//! 骨骼映射表
//!
//! 三套骨骼坐标的互译：
//! - required 索引：本次求值实际需要的骨骼子集（LOD 决定，可能稀疏）
//! - 目标全索引：处理器使用的稠密骨架索引
//! - 源骨骼名：资产时代的名称对应

use super::Skeleton;

// ============================================================================
// required 骨骼映射
// ============================================================================

/// required 索引 → 目标全索引 的有序映射
///
/// 按 required 序列的插入顺序保存；required 索引天然唯一，无重复键。
/// LOD 变化导致 required 集合变化时整表重建，从不增量修改。
#[derive(Clone, Debug, Default, PartialEq)]
pub struct RequiredBoneMap {
    pairs: Vec<(usize, usize)>,
}

impl RequiredBoneMap {
    /// 构建 required → 目标全索引映射
    ///
    /// `required` 中的 None 哨兵与越界索引被静默跳过。
    /// 空输入得到空映射，本身不是错误；处理器是否就绪由调用方另行检查。
    pub fn build(required: &[Option<usize>], target: &Skeleton) -> Self {
        let mut pairs = Vec::with_capacity(required.len());
        for (required_index, target_index) in required.iter().enumerate() {
            let Some(target_index) = *target_index else {
                continue;
            };
            if target_index >= target.bone_count() {
                continue;
            }
            pairs.push((required_index, target_index));
        }
        Self { pairs }
    }

    /// 从已有映射对构建（调用方自证有效性）
    pub fn from_pairs(pairs: Vec<(usize, usize)>) -> Self {
        Self { pairs }
    }

    #[inline]
    pub fn pairs(&self) -> &[(usize, usize)] {
        &self.pairs
    }

    #[inline]
    pub fn len(&self) -> usize {
        self.pairs.len()
    }

    #[inline]
    pub fn is_empty(&self) -> bool {
        self.pairs.is_empty()
    }
}

// ============================================================================
// 名称映射
// ============================================================================

/// 按名称精确匹配解析 源骨骼 → 目标骨骼 对应
///
/// 返回以目标骨骼索引下标的表：`result[target] = Some(source)`。
/// 直接拷贝路径据此得知哪个目标骨骼接收哪个源骨骼的变换；
/// 未匹配的源骨骼被丢弃，未匹配的目标骨骼为 None。
pub fn resolve_by_name(source: &Skeleton, target: &Skeleton) -> Vec<Option<usize>> {
    let mut map = vec![None; target.bone_count()];
    for source_index in 0..source.bone_count() {
        let Some(name) = source.bone_name(source_index) else {
            continue;
        };
        if let Some(target_index) = target.find_bone_by_name(name) {
            map[target_index] = Some(source_index);
        }
    }
    map
}

#[cfg(test)]
mod tests {
    use super::*;
    use crate::skeleton::{BoneDef, BoneTransform};

    fn skeleton(names: &[(&str, Option<usize>)]) -> Skeleton {
        Skeleton::new(
            names
                .iter()
                .map(|(name, parent)| BoneDef::new(*name, *parent, BoneTransform::IDENTITY))
                .collect(),
        )
        .unwrap()
    }

    #[test]
    fn test_required_map_idempotent() {
        let target = skeleton(&[("Root", None), ("Spine", Some(0)), ("Head", Some(1))]);
        let required = vec![Some(0), None, Some(2)];

        let first = RequiredBoneMap::build(&required, &target);
        let second = RequiredBoneMap::build(&required, &target);

        // 相同输入两次构建结果逐项一致
        assert_eq!(first, second);
        assert_eq!(first.pairs(), &[(0, 0), (2, 2)]);
    }

    #[test]
    fn test_required_map_skips_sentinel_and_out_of_range() {
        let target = skeleton(&[("Root", None), ("Spine", Some(0))]);
        let required = vec![Some(1), None, Some(7)];

        let map = RequiredBoneMap::build(&required, &target);
        assert_eq!(map.pairs(), &[(0, 1)]);
    }

    #[test]
    fn test_required_map_full_replacement() {
        let target = skeleton(&[("Root", None), ("Spine", Some(0))]);
        let map = RequiredBoneMap::build(&[Some(0), Some(1)], &target);
        assert_eq!(map.len(), 2);

        // 重建完全替换，不叠加
        let map = RequiredBoneMap::build(&[Some(1)], &target);
        assert_eq!(map.pairs(), &[(0, 1)]);
    }

    #[test]
    fn test_resolve_by_name_drops_unmatched() {
        let source = skeleton(&[("Root", None), ("Spine", Some(0)), ("Head", Some(1))]);
        let target = skeleton(&[
            ("Root", None),
            ("Spine1", Some(0)),
            ("Spine2", Some(1)),
            ("Head", Some(2)),
        ]);

        let map = resolve_by_name(&source, &target);
        assert_eq!(map, vec![Some(0), None, None, Some(2)]);
    }
}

Required action
Where the data above reaches the line holding "let mut map", begin printing, and stop after the line holding "if let Some(target_index)". Each line must be reproduced exactly, with nothing else added.

Solution to this task
    let mut map = vec![None; target.bone_count()];
    for source_index in 0..source.bone_count() {
        let Some(name) = source.bone_name(source_index) else {
            continue;
        };
        if let Some(target_index) = target.find_bone_by_name(name) {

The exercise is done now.